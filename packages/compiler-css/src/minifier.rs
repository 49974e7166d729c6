//! CSS minification - compress stylesheet text for smaller payloads

/// Punctuation that never needs surrounding whitespace
fn is_structural(ch: char) -> bool {
    matches!(ch, '{' | '}' | ':' | ';' | ',' | '>')
}

/// Minify stylesheet text.
///
/// Strips comments, collapses whitespace, removes whitespace around
/// structural punctuation and drops the final `;` of each block. Quoted
/// strings are copied verbatim. Minifying already minified text returns it
/// unchanged.
pub fn minify(css: &str) -> String {
    let mut result = String::with_capacity(css.len());
    let mut chars = css.chars().peekable();
    let mut pending_space = false;

    while let Some(ch) = chars.next() {
        // Comments
        if ch == '/' && chars.peek() == Some(&'*') {
            chars.next();
            let mut last = '\0';
            for next in chars.by_ref() {
                if last == '*' && next == '/' {
                    break;
                }
                last = next;
            }
            pending_space = true;
            continue;
        }

        if ch.is_whitespace() {
            pending_space = true;
            continue;
        }

        if is_structural(ch) {
            if ch == '}' {
                while result.ends_with(';') {
                    result.pop();
                }
            }
            result.push(ch);
            pending_space = false;
            continue;
        }

        if pending_space && !result.is_empty() && !result.ends_with(is_structural) {
            result.push(' ');
        }
        pending_space = false;

        if ch == '"' || ch == '\'' {
            result.push(ch);
            for next in chars.by_ref() {
                result.push(next);
                if next == ch {
                    break;
                }
            }
            continue;
        }

        result.push(ch);
    }

    result
}

/// Calculate compression ratio as a percentage saved
pub fn calculate_compression_ratio(original_size: usize, minified_size: usize) -> f64 {
    if original_size == 0 || minified_size >= original_size {
        return 0.0;
    }
    ((original_size - minified_size) as f64 / original_size as f64) * 100.0
}

#[cfg(test)]
mod tests {
    use super::*;

    #[test]
    fn test_collapses_whitespace_and_punctuation() {
        let css = "#wpadminbar {\n  background-color: #112233;\n  height: 40px;\n}\n\n";
        assert_eq!(minify(css), "#wpadminbar{background-color:#112233;height:40px}");
    }

    #[test]
    fn test_strips_comments() {
        assert_eq!(minify("/* theme */ a { color : red ; } /* end */"), "a{color:red}");
        assert_eq!(minify("a{color:red}/* unterminated"), "a{color:red}");
    }

    #[test]
    fn test_keeps_meaningful_spaces() {
        assert_eq!(
            minify("#adminmenu  a.menu-top , #wpadminbar   .ab-item { box-shadow: 0 2px 4px 0 rgba(0, 0, 0, 0.2); }"),
            "#adminmenu a.menu-top,#wpadminbar .ab-item{box-shadow:0 2px 4px 0 rgba(0,0,0,0.2)}"
        );
        assert_eq!(minify("li > a { color: red }"), "li>a{color:red}");
    }

    #[test]
    fn test_quoted_strings_are_verbatim() {
        assert_eq!(
            minify("a { font-family: \"Segoe UI\",  'Open  Sans', sans-serif; }"),
            "a{font-family:\"Segoe UI\",'Open  Sans',sans-serif}"
        );
    }

    #[test]
    fn test_media_queries() {
        let css = "@media screen and (max-width: 782px) {\n  #adminmenu a.menu-top {\n    padding-top: 4px;\n  }\n}\n";
        assert_eq!(
            minify(css),
            "@media screen and (max-width:782px){#adminmenu a.menu-top{padding-top:4px}}"
        );
    }

    #[test]
    fn test_minify_is_idempotent() {
        let inputs = [
            "",
            "   ",
            "a { color: red; }",
            "/* x */ @media screen and (max-width: 782px) { a { b: c; } }",
            "a{font-family:\"Segoe UI\",sans-serif;}",
            "#a , #b > c { margin : 0 -4px 0 4px ; }",
            "a { color: red;; }",
        ];

        for input in inputs {
            let once = minify(input);
            assert_eq!(minify(&once), once, "input: {:?}", input);
        }
    }

    #[test]
    fn test_compression_ratio() {
        assert_eq!(calculate_compression_ratio(0, 0), 0.0);
        assert_eq!(calculate_compression_ratio(200, 150), 25.0);
    }
}
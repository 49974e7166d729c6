//! Key-value stores backing the artifact cache

use adminstyle_common::{read_json, write_json, CommonError, FileSystem};
use chrono::{DateTime, Duration, Utc};
use serde::{Deserialize, Serialize};
use std::collections::HashMap;
use std::path::{Path, PathBuf};
use std::sync::{Arc, RwLock};
use thiserror::Error;
use tracing::debug;

#[derive(Error, Debug)]
pub enum CacheStoreError {
    #[error("cache store I/O failed: {0}")]
    Io(#[from] CommonError),

    #[error("cache entry '{key}' is corrupt: {message}")]
    Corrupt { key: String, message: String },

    #[error("cache store lock poisoned")]
    Poisoned,
}

pub type CacheStoreResult<T> = Result<T, CacheStoreError>;

/// A cached artifact and its expiry
#[derive(Debug, Clone, PartialEq, Serialize, Deserialize)]
pub struct CacheEntry {
    pub name: String,
    pub artifact: String,
    pub created_at: DateTime<Utc>,
    /// Lifetime in seconds
    pub ttl: u64,
}

impl CacheEntry {
    pub fn new(name: impl Into<String>, artifact: impl Into<String>, created_at: DateTime<Utc>, ttl: u64) -> Self {
        Self {
            name: name.into(),
            artifact: artifact.into(),
            created_at,
            ttl,
        }
    }

    pub fn expires_at(&self) -> DateTime<Utc> {
        let ttl = i64::try_from(self.ttl).unwrap_or(i64::MAX);
        let lifetime = Duration::try_seconds(ttl).unwrap_or(Duration::MAX);
        self.created_at
            .checked_add_signed(lifetime)
            .unwrap_or(DateTime::<Utc>::MAX_UTC)
    }

    pub fn is_fresh(&self, now: DateTime<Utc>) -> bool {
        now < self.expires_at()
    }
}

/// Storage for cache entries keyed by logical name
pub trait CacheStore: Send + Sync {
    fn get(&self, key: &str) -> CacheStoreResult<Option<CacheEntry>>;

    fn put(&self, entry: CacheEntry) -> CacheStoreResult<()>;

    /// Remove an entry; removing a missing key is not an error
    fn remove(&self, key: &str) -> CacheStoreResult<()>;
}

#[derive(Debug, Default)]
pub struct InMemoryCacheStore {
    entries: RwLock<HashMap<String, CacheEntry>>,
}

impl InMemoryCacheStore {
    pub fn new() -> Self {
        Self::default()
    }

    pub fn len(&self) -> usize {
        self.entries.read().map(|entries| entries.len()).unwrap_or(0)
    }

    pub fn is_empty(&self) -> bool {
        self.len() == 0
    }
}

impl CacheStore for InMemoryCacheStore {
    fn get(&self, key: &str) -> CacheStoreResult<Option<CacheEntry>> {
        let entries = self.entries.read().map_err(|_| CacheStoreError::Poisoned)?;
        Ok(entries.get(key).cloned())
    }

    fn put(&self, entry: CacheEntry) -> CacheStoreResult<()> {
        let mut entries = self.entries.write().map_err(|_| CacheStoreError::Poisoned)?;
        entries.insert(entry.name.clone(), entry);
        Ok(())
    }

    fn remove(&self, key: &str) -> CacheStoreResult<()> {
        let mut entries = self.entries.write().map_err(|_| CacheStoreError::Poisoned)?;
        entries.remove(key);
        Ok(())
    }
}

/// One JSON file per entry under a cache directory
pub struct FileCacheStore {
    fs: Arc<dyn FileSystem>,
    dir: PathBuf,
}

impl FileCacheStore {
    pub fn new(fs: Arc<dyn FileSystem>, dir: impl Into<PathBuf>) -> Self {
        Self { fs, dir: dir.into() }
    }

    pub fn dir(&self) -> &Path {
        &self.dir
    }

    /// File holding `key`; characters outside `[A-Za-z0-9_-]` become `_`
    pub fn entry_path(&self, key: &str) -> PathBuf {
        let file: String = key
            .chars()
            .map(|ch| {
                if ch.is_ascii_alphanumeric() || ch == '-' || ch == '_' {
                    ch
                } else {
                    '_'
                }
            })
            .collect();
        self.dir.join(format!("{}.json", file))
    }
}

impl CacheStore for FileCacheStore {
    fn get(&self, key: &str) -> CacheStoreResult<Option<CacheEntry>> {
        let path = self.entry_path(key);
        let entry = read_json::<CacheEntry>(self.fs.as_ref(), &path).map_err(|e| match e {
            CommonError::Json(e) => CacheStoreError::Corrupt {
                key: key.to_string(),
                message: e.to_string(),
            },
            other => CacheStoreError::Io(other),
        })?;

        // Sanitized names can collide; only the exact key counts
        Ok(entry.filter(|entry| entry.name == key))
    }

    fn put(&self, entry: CacheEntry) -> CacheStoreResult<()> {
        let path = self.entry_path(&entry.name);
        debug!(key = %entry.name, path = %path.display(), "Writing cache entry");
        write_json(self.fs.as_ref(), &path, &entry)?;
        Ok(())
    }

    fn remove(&self, key: &str) -> CacheStoreResult<()> {
        self.fs
            .remove(&self.entry_path(key))
            .map_err(|e| CacheStoreError::Io(CommonError::Io(e)))
    }
}
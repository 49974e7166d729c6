use adminstyle_compiler_css::{compile_to_css, generate, minify};
use adminstyle_settings::{SettingsDocument, Validator};
use criterion::{black_box, criterion_group, criterion_main, Criterion};
use serde_json::json;

fn full_document() -> SettingsDocument {
    let candidate = json!({
        "admin_bar": { "bg_color": "#1d2327", "text_color": "#f0f0f1", "height": 40, "hide_logo": true },
        "admin_menu": { "bg_color": "#2c3338", "hover_bg_color": "#2271b1", "width": 200 },
        "typography": {
            "admin_menu": { "font_family": "inter", "font_size": 14, "line_height": 1.4 },
            "content": { "font_family": "georgia", "letter_spacing": 0.5 }
        },
        "visual_effects": {
            "buttons": { "border_radius": 6, "shadow_intensity": "medium" },
            "form_fields": { "border_radius": 4, "shadow_intensity": "subtle", "shadow_direction": "top" },
            "flags": { "glassmorphism": true }
        },
        "spacing": {
            "menu_padding": { "top": 10, "right": 12, "bottom": 10, "left": 12 },
            "submenu_spacing": { "indent": 0.75, "item_padding": 0.25, "unit": "rem" },
            "mobile_overrides": { "enabled": true, "top": 12, "bottom": 12 }
        }
    });

    Validator::new()
        .apply(&SettingsDocument::default(), &candidate)
        .unwrap()
}

fn generate_empty_document(c: &mut Criterion) {
    let document = SettingsDocument::default();

    c.bench_function("generate_empty_document", |b| {
        b.iter(|| generate(black_box(&document)))
    });
}

fn generate_full_document(c: &mut Criterion) {
    let document = full_document();

    c.bench_function("generate_full_document", |b| {
        b.iter(|| generate(black_box(&document)))
    });
}

fn compile_and_minify(c: &mut Criterion) {
    let document = full_document();
    let css = generate(&document).unwrap().to_css();

    c.bench_function("minify_full_stylesheet", |b| b.iter(|| minify(black_box(&css))));

    c.bench_function("compile_minified", |b| {
        b.iter(|| compile_to_css(black_box(&document), true))
    });
}

criterion_group!(benches, generate_empty_document, generate_full_document, compile_and_minify);
criterion_main!(benches);
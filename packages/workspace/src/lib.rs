pub mod envelope;
pub mod service;

pub use envelope::{parse_envelope, Envelope, ImportError, ENVELOPE_VERSION, PLUGIN_MARKER};
pub use service::{PresetReport, ServiceConfig, ServiceError, ServiceResult, StyleService};
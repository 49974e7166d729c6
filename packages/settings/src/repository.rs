//! Persistence of the single settings document

use crate::document::SettingsDocument;
use adminstyle_common::{read_json, write_json, CommonError, FileSystem};
use serde_json::Value;
use std::path::{Path, PathBuf};
use std::sync::{Arc, RwLock};
use thiserror::Error;
use tracing::{debug, info, instrument};

#[derive(Error, Debug)]
pub enum RepositoryError {
    #[error("settings store error: {0}")]
    Store(#[from] CommonError),

    #[error("stored settings are corrupt: {0}")]
    Corrupt(String),

    #[error("settings store lock poisoned")]
    Poisoned,
}

pub type RepositoryResult<T> = Result<T, RepositoryError>;

/// Whole-document store: read and written as a unit
pub trait SettingsRepository: Send + Sync {
    /// The raw persisted tree, `None` before the first save
    fn load(&self) -> RepositoryResult<Option<Value>>;

    fn save(&self, document: &SettingsDocument) -> RepositoryResult<()>;
}

/// Load the persisted document, reconciled against the default skeleton,
/// or the defaults when nothing was stored yet
pub fn load_or_default(repository: &dyn SettingsRepository) -> RepositoryResult<SettingsDocument> {
    match repository.load()? {
        Some(value) => {
            SettingsDocument::from_value(&value).map_err(|e| RepositoryError::Corrupt(e.to_string()))
        }
        None => {
            debug!("No stored settings, using defaults");
            Ok(SettingsDocument::default())
        }
    }
}

#[derive(Debug, Default)]
pub struct InMemoryRepository {
    document: RwLock<Option<Value>>,
}

impl InMemoryRepository {
    pub fn new() -> Self {
        Self::default()
    }

    /// Seed the store with a raw tree, which need not be a valid document
    pub fn with_value(value: Value) -> Self {
        Self {
            document: RwLock::new(Some(value)),
        }
    }
}

impl SettingsRepository for InMemoryRepository {
    fn load(&self) -> RepositoryResult<Option<Value>> {
        let document = self.document.read().map_err(|_| RepositoryError::Poisoned)?;
        Ok(document.clone())
    }

    fn save(&self, document: &SettingsDocument) -> RepositoryResult<()> {
        let mut stored = self.document.write().map_err(|_| RepositoryError::Poisoned)?;
        *stored = Some(document.to_value());
        Ok(())
    }
}

/// Document stored as pretty JSON at a fixed path
pub struct JsonFileRepository {
    fs: Arc<dyn FileSystem>,
    path: PathBuf,
}

impl JsonFileRepository {
    pub fn new(fs: Arc<dyn FileSystem>, path: impl Into<PathBuf>) -> Self {
        Self {
            fs,
            path: path.into(),
        }
    }

    pub fn path(&self) -> &Path {
        &self.path
    }
}

impl SettingsRepository for JsonFileRepository {
    #[instrument(skip(self), fields(path = %self.path.display()))]
    fn load(&self) -> RepositoryResult<Option<Value>> {
        read_json::<Value>(self.fs.as_ref(), &self.path).map_err(|e| match e {
            CommonError::Json(e) => RepositoryError::Corrupt(e.to_string()),
            other => RepositoryError::Store(other),
        })
    }

    #[instrument(skip(self, document), fields(path = %self.path.display()))]
    fn save(&self, document: &SettingsDocument) -> RepositoryResult<()> {
        write_json(self.fs.as_ref(), &self.path, document)?;
        info!("Settings saved");
        Ok(())
    }
}
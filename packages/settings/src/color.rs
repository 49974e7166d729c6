use regex::Regex;
use serde::{Deserialize, Deserializer, Serialize};
use std::fmt;
use std::sync::OnceLock;

fn hex_pattern() -> &'static Regex {
    static PATTERN: OnceLock<Regex> = OnceLock::new();
    PATTERN.get_or_init(|| {
        Regex::new(r"^#(?:[0-9a-fA-F]{3}|[0-9a-fA-F]{4}|[0-9a-fA-F]{6}|[0-9a-fA-F]{8})$")
            .expect("hex color pattern is a valid regex")
    })
}

/// A 3, 4, 6 or 8 digit hex color, stored lowercase with its leading `#`
#[derive(Debug, Clone, PartialEq, Eq, Hash, Serialize)]
#[serde(transparent)]
pub struct HexColor(String);

impl HexColor {
    pub fn parse(value: &str) -> Option<HexColor> {
        let trimmed = value.trim();
        if hex_pattern().is_match(trimmed) {
            Some(HexColor(trimmed.to_ascii_lowercase()))
        } else {
            None
        }
    }

    pub fn as_str(&self) -> &str {
        &self.0
    }
}

impl fmt::Display for HexColor {
    fn fmt(&self, f: &mut fmt::Formatter<'_>) -> fmt::Result {
        f.write_str(&self.0)
    }
}

impl<'de> Deserialize<'de> for HexColor {
    fn deserialize<D: Deserializer<'de>>(deserializer: D) -> Result<Self, D::Error> {
        let raw = String::deserialize(deserializer)?;
        HexColor::parse(&raw)
            .ok_or_else(|| serde::de::Error::custom(format!("invalid hex color '{}'", raw)))
    }
}

#[cfg(test)]
mod tests {
    use super::*;

    #[test]
    fn test_accepts_all_hex_lengths() {
        for raw in ["#abc", "#abcd", "#AABBCC", "#aabbccdd"] {
            assert!(HexColor::parse(raw).is_some(), "{} should parse", raw);
        }
        assert_eq!(HexColor::parse(" #AABBCC ").unwrap().as_str(), "#aabbcc");
    }

    #[test]
    fn test_rejects_malformed_colors() {
        for raw in ["abc", "#ab", "#abcde", "#gggggg", "red", "", "#1234567"] {
            assert!(HexColor::parse(raw).is_none(), "{} should be rejected", raw);
        }
    }

    #[test]
    fn test_deserialize_validates() {
        let ok: HexColor = serde_json::from_str("\"#112233\"").unwrap();
        assert_eq!(ok.to_string(), "#112233");
        assert!(serde_json::from_str::<HexColor>("\"blue\"").is_err());
    }
}
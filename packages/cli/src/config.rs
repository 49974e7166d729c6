use adminstyle_cache::{Cache, FileCacheStore, SystemClock};
use adminstyle_common::{RealFileSystem, DEFAULT_BASE_SIZE};
use adminstyle_settings::JsonFileRepository;
use adminstyle_workspace::{ServiceConfig, StyleService};
use serde::{Deserialize, Serialize};
use std::path::PathBuf;
use std::sync::Arc;
use tracing::debug;

pub const DEFAULT_CONFIG_NAME: &str = "adminstyle.config.json";

/// adminstyle configuration file format
#[derive(Debug, Clone, PartialEq, Serialize, Deserialize)]
#[serde(rename_all = "camelCase")]
pub struct Config {
    /// Settings document location, relative to the config file
    #[serde(default = "default_settings_path")]
    pub settings_path: String,

    /// Directory holding cached stylesheets
    #[serde(default = "default_cache_dir")]
    pub cache_dir: String,

    /// Root font size used for px↔rem conversion
    #[serde(default = "default_base_font_size")]
    pub base_font_size: f64,

    #[serde(default = "default_stylesheet_key")]
    pub stylesheet_key: String,
}

fn default_settings_path() -> String {
    "adminstyle.settings.json".to_string()
}

fn default_cache_dir() -> String {
    ".adminstyle-cache".to_string()
}

fn default_base_font_size() -> f64 {
    DEFAULT_BASE_SIZE
}

fn default_stylesheet_key() -> String {
    ServiceConfig::default().stylesheet_key
}

impl Config {
    /// Load config from a directory
    pub fn load(cwd: &str) -> anyhow::Result<Self> {
        let config_path = PathBuf::from(cwd).join(DEFAULT_CONFIG_NAME);

        if config_path.exists() {
            let content = std::fs::read_to_string(&config_path)?;
            let config: Config = serde_json::from_str(&content)?;
            debug!(path = %config_path.display(), "Loaded config");
            Ok(config)
        } else {
            // Return default config if none exists
            debug!(path = %config_path.display(), "No config file, using defaults");
            Ok(Config::default())
        }
    }

    pub fn get_settings_path(&self, cwd: &str) -> PathBuf {
        PathBuf::from(cwd).join(&self.settings_path)
    }

    pub fn get_cache_dir(&self, cwd: &str) -> PathBuf {
        PathBuf::from(cwd).join(&self.cache_dir)
    }

    pub fn service_config(&self) -> ServiceConfig {
        ServiceConfig {
            stylesheet_key: self.stylesheet_key.clone(),
            base_font_size: self.base_font_size,
        }
    }

    /// File-backed service rooted at `cwd`
    pub fn service(&self, cwd: &str) -> StyleService {
        let fs = Arc::new(RealFileSystem);
        let repository = JsonFileRepository::new(fs.clone(), self.get_settings_path(cwd));
        let cache = Cache::new(
            Arc::new(FileCacheStore::new(fs, self.get_cache_dir(cwd))),
            Arc::new(SystemClock),
        );

        StyleService::new(Arc::new(repository), cache, self.service_config())
    }
}

impl Default for Config {
    fn default() -> Self {
        Self {
            settings_path: default_settings_path(),
            cache_dir: default_cache_dir(),
            base_font_size: default_base_font_size(),
            stylesheet_key: default_stylesheet_key(),
        }
    }
}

# PROBLEM REQUIREMENTS:
Within the listing, how many lines hold the string "SystemClock"? Answer with the number alone.

# WRITTEN RESPONSE:
2